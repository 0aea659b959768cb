//! Ring topology.
//!
//! Ring(8) example:
//! ```text
//! 0 - 1 - 2 - 3
//! |           |
//! 7 - 6 - 5 - 4
//! ```
//! A unidirectional ring only routes clockwise; a bidirectional ring takes
//! the shorter arc, preferring clockwise on ties.

use super::basic::{dedup_policies, AxisParams};
use super::links::LinkGraph;
use super::types::{
    Bandwidth, ConnectionPolicy, DeviceId, Latency, Route, TopologyBuildingBlock, TopologyError,
};

#[derive(Debug, Clone)]
pub struct Ring {
    params: AxisParams,
    bidirectional: bool,
    links: LinkGraph,
}

impl Ring {
    pub fn new(
        npus_count: usize,
        bandwidth: Bandwidth,
        latency: Latency,
        bidirectional: bool,
        is_multi_dim: bool,
    ) -> Result<Self, TopologyError> {
        let params = AxisParams::new(TopologyBuildingBlock::Ring, npus_count, bandwidth, latency)?;
        let mut ring = Self {
            params,
            bidirectional,
            links: LinkGraph::new(npus_count),
        };
        if !is_multi_dim {
            ring.links = params.build_links(npus_count, &ring.connection_policies())?;
        }
        Ok(ring)
    }

    pub fn params(&self) -> &AxisParams {
        &self.params
    }

    pub fn links(&self) -> &LinkGraph {
        &self.links
    }

    pub fn is_bidirectional(&self) -> bool {
        self.bidirectional
    }

    pub fn route(&self, src: DeviceId, dst: DeviceId) -> Result<Route, TopologyError> {
        self.params.check_endpoints(src, dst)?;
        let npus_count = self.params.npus_count;

        let clockwise_dist = (dst + npus_count - src) % npus_count;
        let anticlockwise_dist = npus_count - clockwise_dist;
        let clockwise = !self.bidirectional || anticlockwise_dist >= clockwise_dist;

        let mut route = Route::with_capacity(clockwise_dist.min(anticlockwise_dist) + 1);
        let mut current = src;
        while current != dst {
            route.push(current);
            current = if clockwise {
                (current + 1) % npus_count
            } else {
                (current + npus_count - 1) % npus_count
            };
        }
        route.push(dst);
        Ok(route)
    }

    pub fn connection_policies(&self) -> Vec<ConnectionPolicy> {
        let npus_count = self.params.npus_count;
        let mut policies: Vec<ConnectionPolicy> = (0..npus_count)
            .map(|i| ConnectionPolicy::new(i, (i + 1) % npus_count))
            .collect();
        if self.bidirectional {
            policies.extend(
                (0..npus_count).map(|i| ConnectionPolicy::new((i + 1) % npus_count, i)),
            );
        }
        dedup_policies(policies)
    }
}
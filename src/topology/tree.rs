//! Binary tree and double binary tree topologies.
//!
//! Trees are kept in an index arena: nodes live in one `Vec` and refer to
//! their children by position. Ids are assigned by in-order traversal, so
//! they increase from left to right and the root lands near the middle.
//!
//! BinaryTree(8):
//! ```text
//!               7
//!         3
//!     1       5
//!   0   2   4   6
//! ```
//! A route climbs from src to the lowest common ancestor and descends to dst.

use super::basic::{dedup_policies, AxisParams};
use super::links::LinkGraph;
use super::types::{
    Bandwidth, ConnectionPolicy, DeviceId, Latency, Route, TopologyBuildingBlock, TopologyError,
};

#[derive(Debug, Clone, Copy, Default)]
struct TreeNode {
    id: DeviceId,
    left: Option<usize>,
    right: Option<usize>,
}

/// Arena-backed tree with in-order ids
#[derive(Debug, Clone)]
struct TreeArena {
    nodes: Vec<TreeNode>,
    root: usize,
}

/// `ceil(log2(npus_count + 1)) - 1`; leaves sit at depth 0
fn tree_depth(npus_count: usize) -> i32 {
    (npus_count + 1).next_power_of_two().trailing_zeros() as i32 - 1
}

impl TreeArena {
    fn empty() -> Self {
        Self {
            nodes: Vec::new(),
            root: 0,
        }
    }

    /// Balanced tree holding `npus_count` nodes
    fn balanced(npus_count: usize) -> Self {
        let mut tree = Self::empty();
        tree.root = tree.grow(tree_depth(npus_count), npus_count).unwrap_or(0);
        tree.number();
        tree
    }

    /// Root with a single subtree of `npus_count - 1` nodes on the given side
    fn rooted(npus_count: usize, subtree_on_left: bool) -> Self {
        let mut tree = Self::empty();
        tree.root = tree.alloc();
        let subtree = tree.grow(tree_depth(npus_count) - 1, npus_count - 1);
        if subtree_on_left {
            tree.nodes[tree.root].left = subtree;
        } else {
            tree.nodes[tree.root].right = subtree;
        }
        tree.number();
        tree
    }

    fn alloc(&mut self) -> usize {
        self.nodes.push(TreeNode::default());
        self.nodes.len() - 1
    }

    /// Grow a subtree of `count` nodes.
    ///
    /// The left child takes up to `2^depth - 1` nodes and the right child
    /// whatever remains. A negative depth places no bound on the left side.
    fn grow(&mut self, depth: i32, count: usize) -> Option<usize> {
        if count == 0 {
            return None;
        }
        let node = self.alloc();
        let max_left = if depth >= 0 {
            (1usize << depth) - 1
        } else {
            usize::MAX
        };
        if count > max_left {
            let left = self.grow(depth - 1, max_left);
            let right = self.grow(depth - 1, count - 1 - max_left);
            self.nodes[node].left = left;
            self.nodes[node].right = right;
        } else {
            let left = self.grow(depth - 1, count - 1);
            self.nodes[node].left = left;
        }
        Some(node)
    }

    fn number(&mut self) {
        let mut next_id = 0;
        if !self.nodes.is_empty() {
            self.number_in_order(self.root, &mut next_id);
        }
    }

    fn number_in_order(&mut self, node: usize, next_id: &mut DeviceId) {
        if let Some(left) = self.nodes[node].left {
            self.number_in_order(left, next_id);
        }
        self.nodes[node].id = *next_id;
        *next_id += 1;
        if let Some(right) = self.nodes[node].right {
            self.number_in_order(right, next_id);
        }
    }

    fn root_id(&self) -> DeviceId {
        self.nodes[self.root].id
    }

    fn node_by_id(&self, id: DeviceId) -> Option<&TreeNode> {
        self.nodes.iter().find(|node| node.id == id)
    }

    fn find_path(&self, node: Option<usize>, target: DeviceId, path: &mut Vec<DeviceId>) -> bool {
        let Some(index) = node else {
            return false;
        };
        let current = self.nodes[index];
        path.push(current.id);
        if current.id == target
            || self.find_path(current.left, target, path)
            || self.find_path(current.right, target, path)
        {
            return true;
        }
        path.pop();
        false
    }

    fn path_from_root(
        &self,
        target: DeviceId,
        tree: &'static str,
    ) -> Result<Vec<DeviceId>, TopologyError> {
        let mut path = Vec::new();
        if self.find_path(Some(self.root), target, &mut path) {
            Ok(path)
        } else {
            log::error!("Device {} not found in {} tree", target, tree);
            Err(TopologyError::PathNotFound {
                device: target,
                tree,
            })
        }
    }

    /// src up to the lowest common ancestor, then down to dst
    fn path(
        &self,
        src: DeviceId,
        dst: DeviceId,
        tree: &'static str,
    ) -> Result<Route, TopologyError> {
        let to_src = self.path_from_root(src, tree)?;
        let to_dst = self.path_from_root(dst, tree)?;

        let lca_index = to_src
            .iter()
            .zip(&to_dst)
            .take_while(|(a, b)| a == b)
            .count();

        let mut route: Route = to_src[lca_index..].iter().rev().copied().collect();
        route.extend_from_slice(&to_dst[lca_index - 1..]);
        Ok(route)
    }

    /// Both directions of every parent-child edge, parents before children
    fn edges(&self) -> Vec<ConnectionPolicy> {
        let mut policies = Vec::with_capacity(self.nodes.len() * 2);
        if !self.nodes.is_empty() {
            self.collect_edges(self.root, &mut policies);
        }
        policies
    }

    fn collect_edges(&self, node: usize, policies: &mut Vec<ConnectionPolicy>) {
        let parent = self.nodes[node];
        for child in [parent.left, parent.right].into_iter().flatten() {
            let child_id = self.nodes[child].id;
            policies.push(ConnectionPolicy::new(child_id, parent.id));
            policies.push(ConnectionPolicy::new(parent.id, child_id));
            self.collect_edges(child, policies);
        }
    }

    fn in_order_ids(&self) -> Vec<DeviceId> {
        let mut ids: Vec<DeviceId> = self.nodes.iter().map(|node| node.id).collect();
        ids.sort_unstable();
        ids
    }
}

#[derive(Debug, Clone)]
pub struct BinaryTree {
    params: AxisParams,
    tree: TreeArena,
    links: LinkGraph,
}

impl BinaryTree {
    pub fn new(
        npus_count: usize,
        bandwidth: Bandwidth,
        latency: Latency,
        is_multi_dim: bool,
    ) -> Result<Self, TopologyError> {
        let params =
            AxisParams::new(TopologyBuildingBlock::BinaryTree, npus_count, bandwidth, latency)?;
        let tree = TreeArena::balanced(npus_count);
        log::trace!(
            "BinaryTree({}) root {}, ids {:?}",
            npus_count,
            tree.root_id(),
            tree.in_order_ids()
        );
        let mut topology = Self {
            params,
            tree,
            links: LinkGraph::new(npus_count),
        };
        if !is_multi_dim {
            topology.links = params.build_links(npus_count, &topology.connection_policies())?;
        }
        Ok(topology)
    }

    pub fn params(&self) -> &AxisParams {
        &self.params
    }

    pub fn links(&self) -> &LinkGraph {
        &self.links
    }

    pub fn root(&self) -> DeviceId {
        self.tree.root_id()
    }

    /// Children of a node as (left, right) ids
    pub fn children(&self, id: DeviceId) -> Option<(Option<DeviceId>, Option<DeviceId>)> {
        let node = self.tree.node_by_id(id)?;
        let child_id = |child: Option<usize>| child.map(|index| self.tree.nodes[index].id);
        Some((child_id(node.left), child_id(node.right)))
    }

    pub fn route(&self, src: DeviceId, dst: DeviceId) -> Result<Route, TopologyError> {
        self.params.check_endpoints(src, dst)?;
        self.tree.path(src, dst, "binary")
    }

    pub fn connection_policies(&self) -> Vec<ConnectionPolicy> {
        self.tree.edges()
    }
}

/// Two trees over the same NPUs.
///
/// The "max" tree hangs everything off the root's left side, so its root is
/// the highest id; the "min" tree hangs everything off the right side, so
/// its root is id 0. Routes take whichever tree gives the shorter path.
#[derive(Debug, Clone)]
pub struct DoubleBinaryTree {
    params: AxisParams,
    max_tree: TreeArena,
    min_tree: TreeArena,
    links: LinkGraph,
}

impl DoubleBinaryTree {
    pub fn new(
        npus_count: usize,
        bandwidth: Bandwidth,
        latency: Latency,
        is_multi_dim: bool,
    ) -> Result<Self, TopologyError> {
        let params = AxisParams::new(
            TopologyBuildingBlock::DoubleBinaryTree,
            npus_count,
            bandwidth,
            latency,
        )?;
        let max_tree = TreeArena::rooted(npus_count, true);
        let min_tree = TreeArena::rooted(npus_count, false);
        log::trace!(
            "DoubleBinaryTree({}) max root {}, min root {}",
            npus_count,
            max_tree.root_id(),
            min_tree.root_id()
        );
        let mut topology = Self {
            params,
            max_tree,
            min_tree,
            links: LinkGraph::new(npus_count),
        };
        if !is_multi_dim {
            topology.links = params.build_links(npus_count, &topology.connection_policies())?;
        }
        Ok(topology)
    }

    pub fn params(&self) -> &AxisParams {
        &self.params
    }

    pub fn links(&self) -> &LinkGraph {
        &self.links
    }

    /// Roots of the (max, min) trees
    pub fn roots(&self) -> (DeviceId, DeviceId) {
        (self.max_tree.root_id(), self.min_tree.root_id())
    }

    /// Shorter of the two tree paths; ties go to the min tree
    pub fn route(&self, src: DeviceId, dst: DeviceId) -> Result<Route, TopologyError> {
        self.params.check_endpoints(src, dst)?;
        let max_path = self.max_tree.path(src, dst, "max")?;
        let min_path = self.min_tree.path(src, dst, "min")?;
        if max_path.len() < min_path.len() {
            Ok(max_path)
        } else {
            Ok(min_path)
        }
    }

    /// Union of both trees' edges; an edge shared by both appears once
    pub fn connection_policies(&self) -> Vec<ConnectionPolicy> {
        let mut policies = self.max_tree.edges();
        policies.extend(self.min_tree.edges());
        dedup_policies(policies)
    }
}

#[cfg(test)]
mod tests {
    use super::*;

    #[test]
    fn test_depth() {
        assert_eq!(tree_depth(1), 0);
        assert_eq!(tree_depth(3), 1);
        assert_eq!(tree_depth(7), 2);
        assert_eq!(tree_depth(8), 3);
    }

    #[test]
    fn test_eight_node_tree_shape() {
        let tree = BinaryTree::new(8, 50.0, 500.0, false).unwrap();
        assert_eq!(tree.root(), 7);
        assert_eq!(tree.children(7), Some((Some(3), None)));
        assert_eq!(tree.children(3), Some((Some(1), Some(5))));
        assert_eq!(tree.children(1), Some((Some(0), Some(2))));
        assert_eq!(tree.children(6), Some((None, None)));
    }

    #[test]
    fn test_route_through_lca() {
        let tree = BinaryTree::new(8, 50.0, 500.0, false).unwrap();
        assert_eq!(tree.route(0, 6).unwrap(), vec![0, 1, 3, 5, 6]);
        assert_eq!(tree.route(0, 7).unwrap(), vec![0, 1, 3, 7]);
        assert_eq!(tree.route(7, 2).unwrap(), vec![7, 3, 1, 2]);
        assert_eq!(tree.route(1, 0).unwrap(), vec![1, 0]);
    }

    #[test]
    fn test_uneven_tree_numbers_every_npu() {
        for npus_count in 1..=20 {
            let tree = BinaryTree::new(npus_count, 1.0, 0.0, true).unwrap();
            let expected: Vec<DeviceId> = (0..npus_count).collect();
            assert_eq!(tree.tree.in_order_ids(), expected);
            assert_eq!(tree.connection_policies().len(), 2 * (npus_count - 1));
        }
    }

    #[test]
    fn test_double_tree_roots() {
        let tree = DoubleBinaryTree::new(8, 50.0, 500.0, false).unwrap();
        assert_eq!(tree.roots(), (7, 0));
    }

    #[test]
    fn test_double_tree_never_longer_than_single_tree() {
        for npus_count in [2, 4, 8, 16] {
            let single = BinaryTree::new(npus_count, 50.0, 500.0, false).unwrap();
            let double = DoubleBinaryTree::new(npus_count, 50.0, 500.0, false).unwrap();
            for src in 0..npus_count {
                for dst in 0..npus_count {
                    if src == dst {
                        continue;
                    }
                    let double_len = double.route(src, dst).unwrap().len();
                    let single_len = single.route(src, dst).unwrap().len();
                    assert!(double_len <= single_len, "{} -> {}", src, dst);
                }
            }
        }
    }

    #[test]
    fn test_double_tree_tie_prefers_min_tree() {
        let tree = DoubleBinaryTree::new(2, 50.0, 500.0, false).unwrap();
        // both trees are the single edge 0 - 1
        assert_eq!(tree.route(0, 1).unwrap(), vec![0, 1]);
        assert_eq!(tree.connection_policies().len(), 2);
    }

    #[test]
    fn test_small_double_tree_every_npu_reachable() {
        for npus_count in 1..=12 {
            let tree = DoubleBinaryTree::new(npus_count, 1.0, 0.0, false).unwrap();
            for src in 0..npus_count {
                for dst in 0..npus_count {
                    if src != dst {
                        assert!(tree.route(src, dst).is_ok(), "{}: {} -> {}", npus_count, src, dst);
                    }
                }
            }
        }
    }
}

## [WHAT TO DO]
The answer must be a verbatim transcription of the entries above, from the first line through the line that contains "clockwise on ties.", and nothing more.

## [PROBLEM SOLUTION]
repository 0aea659b959768cb
//! Ring topology.
//!
//! Ring(8) example:
//! ```text
//! 0 - 1 - 2 - 3
//! |           |
//! 7 - 6 - 5 - 4
//! ```
//! A unidirectional ring only routes clockwise; a bidirectional ring takes
//! the shorter arc, preferring clockwise on ties.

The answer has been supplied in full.